Whitney Battle-Baptiste is Associate Professor in the Department of Anthropology and is an historical archaeologist who focuses on the intersectional relationship of race, class, gender and the shaping of cultural landscapes across the African Diaspora.
Sonya Atalay is Associate Professor in the Department of Anthropology and works in the area of engaged (public) anthropology, particularly in community-university partnerships and with community-based research methods in partnership with indigenous and local communities.
Kiran Asher is Professor in the Department of Women Gender and Sexuality Studies (WGSS). Her work focuses on the gendered and raced dimensions of social and environmental change in the global south.
Barbara Cruikshank is Professor in the Department of Political Science and has interests in modern and contemporary social and political theory, the history of reform, social movements, the politics of sex and sexuality, and relations of power and knowledge.
Linda Tropp is Professor of Social Psychology in the Department of Psychological and Brain Sciences. Her work focuses on expectations and outcomes of intergroup contact, identification with social groups, interpretations of intergroup relationships and responses to prejudice and disadvantage.

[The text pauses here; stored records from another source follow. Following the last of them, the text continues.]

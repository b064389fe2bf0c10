//! The JSON envelope returned by every tool call.
//!
//! ```json
//! {
//!   "ok": true,
//!   "source": { "url": "http://localhost:4021", "path": "/weather" },
//!   "request": { "tool": "get-weather", "city": "Beijing" },
//!   "upstream": {
//!     "status": 200,
//!     "payment_response_header": null,
//!     "x_payment_response_header": "eyJzdWNjZXNzIjp0cnVlfQ==",
//!     "data": { "temp": 21 }
//!   }
//! }
//! ```

use serde::Serialize;
use serde_json::{Map, Value, json};
use w402_http::headers::PaymentReceipts;
use w402_http::{ExecutionFailure, Outcome, UpstreamResponse};

/// Text returned when an envelope cannot be serialized.
const SERIALIZATION_FALLBACK: &str = r#"{"ok":false,"error":"serialization_failed","message":"failed to serialize result"}"#;

/// Where the data was fetched from.
#[derive(Debug, Clone, PartialEq, Eq, Serialize)]
pub struct Source {
    /// Base URL of the resource server.
    pub url: String,
    /// Endpoint path on that server.
    pub path: String,
}

/// The tool invocation being answered.
#[derive(Debug, Clone, PartialEq, Serialize)]
pub struct RequestEnvelope {
    /// Tool name.
    pub tool: &'static str,
    /// Declared inputs, flattened next to the tool name.
    #[serde(flatten)]
    pub params: Map<String, Value>,
}

impl RequestEnvelope {
    /// Describes a call to `tool` with no inputs.
    #[must_use]
    pub fn new(tool: &'static str) -> Self {
        Self {
            tool,
            params: Map::new(),
        }
    }

    /// Adds an input; `None` values are left out.
    #[must_use]
    pub fn param(mut self, name: &str, value: Option<&str>) -> Self {
        if let Some(value) = value {
            self.params.insert(name.to_owned(), Value::from(value));
        }
        self
    }
}

/// What the resource server answered.
#[derive(Debug, Clone, PartialEq, Serialize)]
pub struct Upstream {
    /// HTTP status, or `null` when no response arrived.
    pub status: Option<u16>,
    /// Value of the `PAYMENT-RESPONSE` header.
    pub payment_response_header: Option<String>,
    /// Value of the `X-PAYMENT-RESPONSE` header.
    pub x_payment_response_header: Option<String>,
    /// Response body, or `{ "message": … }` when there is none.
    pub data: Value,
}

/// The envelope of one tool invocation.
#[derive(Debug, Clone, PartialEq, Serialize)]
pub struct ResultEnvelope {
    /// `true` when the upstream answered with anything but 402.
    pub ok: bool,
    /// Where the data came from.
    pub source: Source,
    /// The invocation being answered.
    pub request: RequestEnvelope,
    /// What the upstream answered.
    pub upstream: Upstream,
}

impl ResultEnvelope {
    /// Normalizes an execution outcome.
    #[must_use]
    pub fn from_outcome(source: Source, request: RequestEnvelope, outcome: Outcome) -> Self {
        let (ok, upstream) = match outcome {
            Outcome::Succeeded(response) => (true, succeeded(response)),
            Outcome::Failed(failure) => (false, failed(failure)),
        };
        Self {
            ok,
            source,
            request,
            upstream,
        }
    }
}

fn succeeded(response: UpstreamResponse) -> Upstream {
    let receipts = PaymentReceipts::from_headers(&response.headers);
    Upstream {
        status: Some(response.status.as_u16()),
        payment_response_header: receipts.payment_response,
        x_payment_response_header: receipts.x_payment_response,
        data: body_value(&response.body),
    }
}

fn failed(failure: ExecutionFailure) -> Upstream {
    let receipts = failure
        .headers
        .as_ref()
        .map(PaymentReceipts::from_headers)
        .unwrap_or_default();
    let data = match &failure.body {
        Some(body) => body_value(body),
        None => json!({ "message": failure.message }),
    };
    Upstream {
        status: failure.status.map(|s| s.as_u16()),
        payment_response_header: receipts.payment_response,
        x_payment_response_header: receipts.x_payment_response,
        data,
    }
}

/// Decodes a body as JSON, or passes it through as text.
fn body_value(body: &[u8]) -> Value {
    serde_json::from_slice(body)
        .unwrap_or_else(|_| Value::String(String::from_utf8_lossy(body).into_owned()))
}

/// Renders `value` as pretty JSON, never failing.
#[must_use]
pub fn render<T: Serialize>(value: &T) -> String {
    serde_json::to_string_pretty(value).unwrap_or_else(|err| {
        tracing::error!(error = %err, "Failed to serialize tool result");
        fallback_text(&err.to_string())
    })
}

fn fallback_text(message: &str) -> String {
    serde_json::to_string(&json!({
        "ok": false,
        "error": "serialization_failed",
        "message": message,
    }))
    .unwrap_or_else(|_| SERIALIZATION_FALLBACK.to_owned())
}
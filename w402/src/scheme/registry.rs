//! Registry of signer capabilities keyed by network family.

use std::collections::HashMap;
use std::fmt::{self, Debug, Formatter};
use std::sync::Arc;

use super::SchemeSigner;
use crate::chain::NetworkFamily;
use crate::error::{CredentialError, UnsupportedSchemeError};

/// Maps each [`NetworkFamily`] to at most one [`SchemeSigner`].
///
/// Built once at startup, then shared read-only through an [`Arc`]
/// obtained from [`SchemeRegistry::into_shared`].
#[derive(Default)]
pub struct SchemeRegistry(HashMap<NetworkFamily, Arc<dyn SchemeSigner>>);

impl Debug for SchemeRegistry {
    fn fmt(&self, f: &mut Formatter<'_>) -> fmt::Result {
        let families: Vec<String> = self.families().iter().map(ToString::to_string).collect();
        f.debug_tuple("SchemeRegistry").field(&families).finish()
    }
}

impl SchemeRegistry {
    /// Creates an empty registry.
    #[must_use]
    pub fn new() -> Self {
        Self(HashMap::new())
    }

    /// Registers a signer under its own family, replacing any previous one.
    pub fn register<S: SchemeSigner + 'static>(&mut self, signer: S) {
        self.register_shared(Arc::new(signer));
    }

    /// Registers an already shared signer under its own family.
    pub fn register_shared(&mut self, signer: Arc<dyn SchemeSigner>) {
        let family = signer.family();
        #[cfg(feature = "telemetry")]
        tracing::debug!(%family, address = %signer.address(), "Registered signer");
        self.0.insert(family, signer);
    }

    /// Builder-style variant of [`SchemeRegistry::register`].
    #[must_use]
    pub fn with<S: SchemeSigner + 'static>(mut self, signer: S) -> Self {
        self.register(signer);
        self
    }

    /// Returns the signer registered for `family`.
    ///
    /// # Errors
    ///
    /// Returns [`UnsupportedSchemeError`] if no signer serves `family`.
    pub fn resolve(
        &self,
        family: NetworkFamily,
    ) -> Result<&Arc<dyn SchemeSigner>, UnsupportedSchemeError> {
        self.0.get(&family).ok_or_else(|| UnsupportedSchemeError {
            offered: vec![family.to_string()],
        })
    }

    /// Returns `true` if a signer serves `family`.
    #[must_use]
    pub fn contains(&self, family: NetworkFamily) -> bool {
        self.0.contains_key(&family)
    }

    /// Returns the registered families in a stable order.
    #[must_use]
    pub fn families(&self) -> Vec<NetworkFamily> {
        let mut families: Vec<NetworkFamily> = self.0.keys().copied().collect();
        families.sort_unstable();
        families
    }

    /// Returns the number of registered signers.
    #[must_use]
    pub fn len(&self) -> usize {
        self.0.len()
    }

    /// Returns `true` if no signer is registered.
    #[must_use]
    pub fn is_empty(&self) -> bool {
        self.0.is_empty()
    }

    /// Freezes the registry for sharing.
    ///
    /// # Errors
    ///
    /// Returns [`CredentialError::Missing`] if the registry is empty: a client
    /// with nothing to pay with cannot answer any challenge.
    pub fn into_shared(self) -> Result<Arc<Self>, CredentialError> {
        if self.is_empty() {
            return Err(CredentialError::Missing);
        }
        Ok(Arc::new(self))
    }
}
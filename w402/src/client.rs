//! Payment negotiation: from a 402 challenge to a signed proof.
//!
//! [`PaymentNegotiator`] matches the offered options against the signers in a
//! [`SchemeRegistry`], lets a [`PaymentSelector`] pick one, asks the matching
//! signer for a payload exactly once, and wraps it into a [`PaymentProof`]
//! ready to be attached to the retried request. It never touches the network.

use std::fmt;
use std::sync::Arc;

#[cfg(feature = "telemetry")]
use tracing::{debug, instrument};

use crate::chain::NetworkFamily;
use crate::encoding::Base64Bytes;
use crate::error::{NegotiationError, SchemeError, UnsupportedSchemeError};
use crate::proto::{PaymentRequired, v1, v2};
use crate::scheme::{FirstMatch, PaymentOption, PaymentSelector, SchemeRegistry};

/// A signed payment, ready to travel in a request header.
#[derive(Clone, PartialEq, Eq)]
pub struct PaymentProof {
    /// Header name: `X-PAYMENT` for V1 challenges, `PAYMENT-SIGNATURE` for V2.
    pub header: &'static str,
    /// Base64-encoded JSON payment payload.
    pub value: String,
    /// Family of the signer that produced the proof.
    pub family: NetworkFamily,
    /// Network of the selected option, as offered.
    pub network: String,
    /// Amount of the selected option, in atomic units.
    pub amount: String,
    /// Public identity of the payer.
    pub payer: String,
}

impl fmt::Debug for PaymentProof {
    fn fmt(&self, f: &mut fmt::Formatter<'_>) -> fmt::Result {
        f.debug_struct("PaymentProof")
            .field("header", &self.header)
            .field("value", &format_args!("<{} bytes>", self.value.len()))
            .field("family", &self.family)
            .field("network", &self.network)
            .field("amount", &self.amount)
            .field("payer", &self.payer)
            .finish()
    }
}

/// Turns challenges into proofs using the registered signers.
pub struct PaymentNegotiator {
    registry: Arc<SchemeRegistry>,
    selector: Box<dyn PaymentSelector>,
}

impl fmt::Debug for PaymentNegotiator {
    fn fmt(&self, f: &mut fmt::Formatter<'_>) -> fmt::Result {
        f.debug_struct("PaymentNegotiator")
            .field("registry", &self.registry)
            .finish_non_exhaustive()
    }
}

impl PaymentNegotiator {
    /// Creates a negotiator that picks the first matching option.
    #[must_use]
    pub fn new(registry: Arc<SchemeRegistry>) -> Self {
        Self {
            registry,
            selector: Box::new(FirstMatch),
        }
    }

    /// Replaces the option selector.
    #[must_use]
    pub fn with_selector<P: PaymentSelector + 'static>(mut self, selector: P) -> Self {
        self.selector = Box::new(selector);
        self
    }

    /// Returns the options of `challenge` that a registered signer can serve,
    /// in challenge order.
    #[must_use]
    pub fn candidates(&self, challenge: &PaymentRequired) -> Vec<PaymentOption> {
        challenge
            .options()
            .into_iter()
            .filter(|o| o.is_exact() && o.family().is_some_and(|f| self.registry.contains(f)))
            .collect()
    }

    /// Produces a proof for one option of `challenge`.
    ///
    /// # Errors
    ///
    /// - [`NegotiationError::Unsupported`] if no option matches a registered signer
    /// - [`NegotiationError::NoAcceptableOption`] if the selector rejects every candidate
    /// - [`NegotiationError::Scheme`] if the selected signer fails
    #[cfg_attr(
        feature = "telemetry",
        instrument(name = "w402.negotiate", skip_all, fields(version = challenge.version()), err)
    )]
    pub async fn negotiate(
        &self,
        challenge: &PaymentRequired,
    ) -> Result<PaymentProof, NegotiationError> {
        let candidates = self.candidates(challenge);
        if candidates.is_empty() {
            return Err(UnsupportedSchemeError {
                offered: challenge.offered(),
            }
            .into());
        }

        let refs: Vec<&PaymentOption> = candidates.iter().collect();
        let selected = self
            .selector
            .select(&refs)
            .ok_or(NegotiationError::NoAcceptableOption {
                candidates: candidates.len(),
            })?;
        let family = selected
            .family()
            .ok_or_else(|| UnsupportedSchemeError {
                offered: challenge.offered(),
            })?;
        let signer = self.registry.resolve(family)?;

        #[cfg(feature = "telemetry")]
        debug!(
            %family,
            network = %selected.network,
            amount = %selected.amount,
            "Selected payment option"
        );

        let payload = signer.sign_payment(selected).await?;
        let value = encode_proof(challenge, selected, payload)?;

        Ok(PaymentProof {
            header: challenge.proof_header(),
            value,
            family,
            network: selected.network.clone(),
            amount: selected.amount.clone(),
            payer: signer.address(),
        })
    }
}

/// Wraps a signer payload into the versioned payment payload and encodes it.
fn encode_proof(
    challenge: &PaymentRequired,
    option: &PaymentOption,
    payload: serde_json::Value,
) -> Result<String, SchemeError> {
    let encoded = match challenge {
        PaymentRequired::V1(_) => Base64Bytes::encode_json(&v1::PaymentPayload {
            x402_version: v1::V1,
            scheme: option.scheme.clone(),
            network: option.network.clone(),
            payload,
        })?,
        PaymentRequired::V2(required) => {
            let accepted = required.accepts.get(option.index).cloned().ok_or_else(|| {
                SchemeError::InvalidRequirements(format!(
                    "option {} is not part of the challenge",
                    option.index
                ))
            })?;
            Base64Bytes::encode_json(&v2::PaymentPayload {
                x402_version: v2::V2,
                accepted,
                resource: required.resource.clone(),
                payload,
                extensions: required.extensions.clone(),
            })?
        }
    };
    Ok(encoded.to_string())
}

About ISSR's Social Science and Social Location Series
Social scientists are very much part of the world they study. They have beliefs, values, are part of communities and have their own identities. This workshop series focuses on the "positionality" of researchers, asking how our social location informs the way in which we go about our scholarly lives, the questions we ask, the approaches we take to inquiry, and the way that we conduct our scholarship more broadly.